#### EXERCISE INPUT ####
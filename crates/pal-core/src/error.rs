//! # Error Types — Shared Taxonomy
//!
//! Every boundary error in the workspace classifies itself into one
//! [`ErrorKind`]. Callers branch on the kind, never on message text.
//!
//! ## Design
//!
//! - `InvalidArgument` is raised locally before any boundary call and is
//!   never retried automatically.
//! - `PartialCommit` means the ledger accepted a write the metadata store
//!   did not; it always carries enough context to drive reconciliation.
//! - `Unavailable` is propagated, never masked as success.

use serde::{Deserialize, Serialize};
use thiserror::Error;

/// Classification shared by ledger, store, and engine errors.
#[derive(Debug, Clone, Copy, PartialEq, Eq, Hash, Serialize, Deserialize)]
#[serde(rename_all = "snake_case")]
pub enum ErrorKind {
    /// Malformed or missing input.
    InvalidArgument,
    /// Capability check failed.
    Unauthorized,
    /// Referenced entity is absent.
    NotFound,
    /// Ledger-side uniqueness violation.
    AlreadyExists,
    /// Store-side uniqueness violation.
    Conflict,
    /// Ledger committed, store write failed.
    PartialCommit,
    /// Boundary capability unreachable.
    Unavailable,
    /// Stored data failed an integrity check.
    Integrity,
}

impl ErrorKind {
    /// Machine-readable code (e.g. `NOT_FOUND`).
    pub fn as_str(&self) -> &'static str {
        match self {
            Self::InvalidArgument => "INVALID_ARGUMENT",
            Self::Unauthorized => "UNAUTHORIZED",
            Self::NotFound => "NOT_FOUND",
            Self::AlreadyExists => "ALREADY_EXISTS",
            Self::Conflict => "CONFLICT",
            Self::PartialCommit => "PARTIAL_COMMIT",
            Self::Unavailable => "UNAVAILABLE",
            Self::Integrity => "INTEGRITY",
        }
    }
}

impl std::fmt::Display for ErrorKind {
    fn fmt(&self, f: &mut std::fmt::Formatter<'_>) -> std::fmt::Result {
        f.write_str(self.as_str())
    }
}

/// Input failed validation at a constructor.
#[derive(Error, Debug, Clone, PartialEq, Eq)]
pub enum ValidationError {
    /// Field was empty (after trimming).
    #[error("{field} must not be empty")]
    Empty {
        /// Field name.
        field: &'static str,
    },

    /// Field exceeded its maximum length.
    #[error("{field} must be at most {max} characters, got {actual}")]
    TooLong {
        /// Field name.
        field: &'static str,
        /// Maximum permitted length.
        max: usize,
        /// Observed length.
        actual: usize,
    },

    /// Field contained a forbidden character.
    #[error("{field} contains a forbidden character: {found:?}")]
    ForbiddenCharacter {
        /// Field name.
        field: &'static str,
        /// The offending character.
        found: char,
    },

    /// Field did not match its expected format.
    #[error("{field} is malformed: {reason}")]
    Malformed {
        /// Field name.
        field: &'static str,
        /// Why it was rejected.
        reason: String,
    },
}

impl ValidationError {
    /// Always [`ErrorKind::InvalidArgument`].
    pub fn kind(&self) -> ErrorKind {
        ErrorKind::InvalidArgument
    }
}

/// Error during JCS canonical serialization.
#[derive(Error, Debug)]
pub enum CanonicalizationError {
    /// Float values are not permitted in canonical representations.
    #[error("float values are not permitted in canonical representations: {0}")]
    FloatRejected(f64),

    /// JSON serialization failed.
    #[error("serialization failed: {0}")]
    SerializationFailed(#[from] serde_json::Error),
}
####
#### EXERCISE INPUT ####
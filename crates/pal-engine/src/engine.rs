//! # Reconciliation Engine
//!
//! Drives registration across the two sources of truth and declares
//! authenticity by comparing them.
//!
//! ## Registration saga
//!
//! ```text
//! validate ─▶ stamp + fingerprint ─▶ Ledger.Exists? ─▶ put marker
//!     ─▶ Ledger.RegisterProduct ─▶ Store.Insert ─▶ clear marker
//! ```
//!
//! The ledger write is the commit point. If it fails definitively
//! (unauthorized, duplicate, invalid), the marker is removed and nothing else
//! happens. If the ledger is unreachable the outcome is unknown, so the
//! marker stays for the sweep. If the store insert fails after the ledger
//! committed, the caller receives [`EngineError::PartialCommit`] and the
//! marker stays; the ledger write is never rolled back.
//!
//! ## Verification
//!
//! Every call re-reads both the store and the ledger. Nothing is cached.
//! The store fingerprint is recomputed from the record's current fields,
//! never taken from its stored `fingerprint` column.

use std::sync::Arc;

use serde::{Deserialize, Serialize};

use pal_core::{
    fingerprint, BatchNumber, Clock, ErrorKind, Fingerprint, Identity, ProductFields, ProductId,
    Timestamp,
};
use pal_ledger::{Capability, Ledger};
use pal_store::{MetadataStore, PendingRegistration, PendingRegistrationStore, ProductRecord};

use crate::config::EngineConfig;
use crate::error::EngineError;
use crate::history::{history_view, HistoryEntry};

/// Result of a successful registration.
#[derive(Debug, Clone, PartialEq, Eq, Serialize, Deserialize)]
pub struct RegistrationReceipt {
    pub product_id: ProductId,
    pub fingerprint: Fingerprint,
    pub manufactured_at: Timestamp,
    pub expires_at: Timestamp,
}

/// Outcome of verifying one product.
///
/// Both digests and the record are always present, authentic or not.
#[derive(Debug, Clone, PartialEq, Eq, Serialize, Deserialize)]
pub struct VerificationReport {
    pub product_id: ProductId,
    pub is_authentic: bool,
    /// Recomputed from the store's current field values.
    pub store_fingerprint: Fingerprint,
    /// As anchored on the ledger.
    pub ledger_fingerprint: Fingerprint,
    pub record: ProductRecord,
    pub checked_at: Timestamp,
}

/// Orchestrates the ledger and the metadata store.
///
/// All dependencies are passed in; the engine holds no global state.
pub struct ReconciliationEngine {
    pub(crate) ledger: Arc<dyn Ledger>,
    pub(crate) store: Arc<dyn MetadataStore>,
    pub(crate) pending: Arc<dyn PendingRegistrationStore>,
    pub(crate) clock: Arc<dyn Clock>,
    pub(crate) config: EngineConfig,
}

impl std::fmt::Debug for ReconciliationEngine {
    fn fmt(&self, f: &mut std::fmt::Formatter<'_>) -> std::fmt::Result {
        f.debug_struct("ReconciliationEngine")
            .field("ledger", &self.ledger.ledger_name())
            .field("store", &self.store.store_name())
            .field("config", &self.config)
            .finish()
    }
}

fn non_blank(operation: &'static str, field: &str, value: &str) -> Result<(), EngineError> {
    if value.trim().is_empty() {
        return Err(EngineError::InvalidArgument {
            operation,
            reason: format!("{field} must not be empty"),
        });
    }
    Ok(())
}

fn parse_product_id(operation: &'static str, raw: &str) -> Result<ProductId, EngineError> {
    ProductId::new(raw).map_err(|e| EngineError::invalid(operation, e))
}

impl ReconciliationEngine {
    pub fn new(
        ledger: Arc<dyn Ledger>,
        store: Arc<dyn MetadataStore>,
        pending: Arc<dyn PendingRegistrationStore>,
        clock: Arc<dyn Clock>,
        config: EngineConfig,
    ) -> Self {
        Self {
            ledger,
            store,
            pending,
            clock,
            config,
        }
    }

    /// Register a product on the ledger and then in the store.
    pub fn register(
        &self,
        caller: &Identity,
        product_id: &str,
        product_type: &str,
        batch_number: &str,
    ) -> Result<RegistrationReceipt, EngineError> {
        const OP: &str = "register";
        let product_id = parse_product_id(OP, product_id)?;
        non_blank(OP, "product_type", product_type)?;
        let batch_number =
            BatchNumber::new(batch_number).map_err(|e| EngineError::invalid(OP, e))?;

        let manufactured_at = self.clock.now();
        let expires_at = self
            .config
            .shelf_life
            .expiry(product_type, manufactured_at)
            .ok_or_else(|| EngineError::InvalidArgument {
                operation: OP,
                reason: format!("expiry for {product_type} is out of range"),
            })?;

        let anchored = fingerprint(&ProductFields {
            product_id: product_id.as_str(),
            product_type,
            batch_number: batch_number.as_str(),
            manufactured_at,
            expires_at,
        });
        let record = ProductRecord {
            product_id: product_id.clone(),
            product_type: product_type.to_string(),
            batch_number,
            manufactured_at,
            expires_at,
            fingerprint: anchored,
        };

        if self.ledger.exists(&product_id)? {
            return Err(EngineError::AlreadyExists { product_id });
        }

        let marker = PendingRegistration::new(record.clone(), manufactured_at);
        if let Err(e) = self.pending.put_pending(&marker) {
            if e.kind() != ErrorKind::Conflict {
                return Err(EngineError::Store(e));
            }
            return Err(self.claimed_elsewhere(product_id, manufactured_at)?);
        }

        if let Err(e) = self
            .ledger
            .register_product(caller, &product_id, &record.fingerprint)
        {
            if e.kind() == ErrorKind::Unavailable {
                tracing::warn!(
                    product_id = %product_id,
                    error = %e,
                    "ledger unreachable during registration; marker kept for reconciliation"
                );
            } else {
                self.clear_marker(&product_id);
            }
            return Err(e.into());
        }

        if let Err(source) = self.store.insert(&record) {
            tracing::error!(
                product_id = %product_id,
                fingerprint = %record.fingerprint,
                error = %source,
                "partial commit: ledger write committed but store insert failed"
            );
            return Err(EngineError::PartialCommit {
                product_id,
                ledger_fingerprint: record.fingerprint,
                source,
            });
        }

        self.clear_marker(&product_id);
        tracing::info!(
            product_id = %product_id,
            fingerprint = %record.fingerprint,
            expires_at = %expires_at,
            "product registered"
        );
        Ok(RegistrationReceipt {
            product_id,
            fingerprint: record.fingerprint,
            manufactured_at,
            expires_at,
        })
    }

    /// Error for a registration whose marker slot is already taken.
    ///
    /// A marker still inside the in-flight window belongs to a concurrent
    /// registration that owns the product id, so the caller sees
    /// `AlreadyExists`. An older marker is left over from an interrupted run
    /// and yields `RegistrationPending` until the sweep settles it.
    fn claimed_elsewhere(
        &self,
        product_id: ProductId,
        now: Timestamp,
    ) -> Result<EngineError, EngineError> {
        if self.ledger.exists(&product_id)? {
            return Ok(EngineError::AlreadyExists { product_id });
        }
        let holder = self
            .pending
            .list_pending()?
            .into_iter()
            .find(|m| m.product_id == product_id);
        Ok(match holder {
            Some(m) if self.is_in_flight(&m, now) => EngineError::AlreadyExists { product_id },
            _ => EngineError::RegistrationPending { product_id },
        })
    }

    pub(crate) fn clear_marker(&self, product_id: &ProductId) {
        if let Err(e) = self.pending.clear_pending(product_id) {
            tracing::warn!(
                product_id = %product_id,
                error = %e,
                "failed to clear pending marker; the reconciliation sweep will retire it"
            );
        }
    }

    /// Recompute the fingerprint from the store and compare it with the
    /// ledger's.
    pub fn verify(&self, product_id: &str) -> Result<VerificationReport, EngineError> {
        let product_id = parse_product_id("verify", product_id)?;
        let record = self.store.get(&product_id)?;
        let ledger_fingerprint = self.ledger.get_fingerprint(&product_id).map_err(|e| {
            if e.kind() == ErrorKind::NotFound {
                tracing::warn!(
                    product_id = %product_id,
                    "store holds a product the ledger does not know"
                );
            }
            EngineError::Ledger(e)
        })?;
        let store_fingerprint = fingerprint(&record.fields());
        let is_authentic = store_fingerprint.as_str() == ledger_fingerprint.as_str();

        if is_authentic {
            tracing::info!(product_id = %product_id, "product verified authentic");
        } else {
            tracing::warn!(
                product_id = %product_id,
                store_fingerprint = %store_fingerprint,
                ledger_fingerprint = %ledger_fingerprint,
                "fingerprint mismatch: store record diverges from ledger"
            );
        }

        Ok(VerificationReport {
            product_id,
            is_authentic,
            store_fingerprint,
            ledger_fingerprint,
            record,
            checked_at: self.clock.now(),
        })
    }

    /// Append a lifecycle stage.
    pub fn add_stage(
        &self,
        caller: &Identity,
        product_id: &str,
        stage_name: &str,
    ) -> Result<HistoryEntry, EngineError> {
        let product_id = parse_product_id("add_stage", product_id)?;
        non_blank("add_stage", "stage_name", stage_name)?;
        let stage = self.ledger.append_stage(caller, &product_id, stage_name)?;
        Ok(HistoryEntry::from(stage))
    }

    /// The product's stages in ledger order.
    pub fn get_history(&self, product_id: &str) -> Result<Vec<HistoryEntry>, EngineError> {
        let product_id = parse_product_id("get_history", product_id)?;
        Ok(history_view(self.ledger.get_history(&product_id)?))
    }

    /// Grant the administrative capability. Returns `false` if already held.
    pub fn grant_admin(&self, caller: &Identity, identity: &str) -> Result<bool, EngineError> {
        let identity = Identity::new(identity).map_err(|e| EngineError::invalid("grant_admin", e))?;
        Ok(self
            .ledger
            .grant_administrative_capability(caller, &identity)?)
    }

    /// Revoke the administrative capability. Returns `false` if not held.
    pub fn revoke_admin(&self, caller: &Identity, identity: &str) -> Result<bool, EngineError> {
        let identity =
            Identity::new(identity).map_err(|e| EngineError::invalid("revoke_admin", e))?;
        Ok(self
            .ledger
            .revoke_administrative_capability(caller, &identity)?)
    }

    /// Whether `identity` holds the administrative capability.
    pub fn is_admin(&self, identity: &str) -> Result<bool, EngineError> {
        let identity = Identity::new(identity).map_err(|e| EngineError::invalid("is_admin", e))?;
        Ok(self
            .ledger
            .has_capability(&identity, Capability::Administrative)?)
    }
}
####
EXERCISE DETAILS —
Your task is to return each line of the data above that contains the string "ReconciliationEngine".

ANSWER TO THIS EXERCISE —
pub struct ReconciliationEngine {
impl std::fmt::Debug for ReconciliationEngine {
        f.debug_struct("ReconciliationEngine")
impl ReconciliationEngine {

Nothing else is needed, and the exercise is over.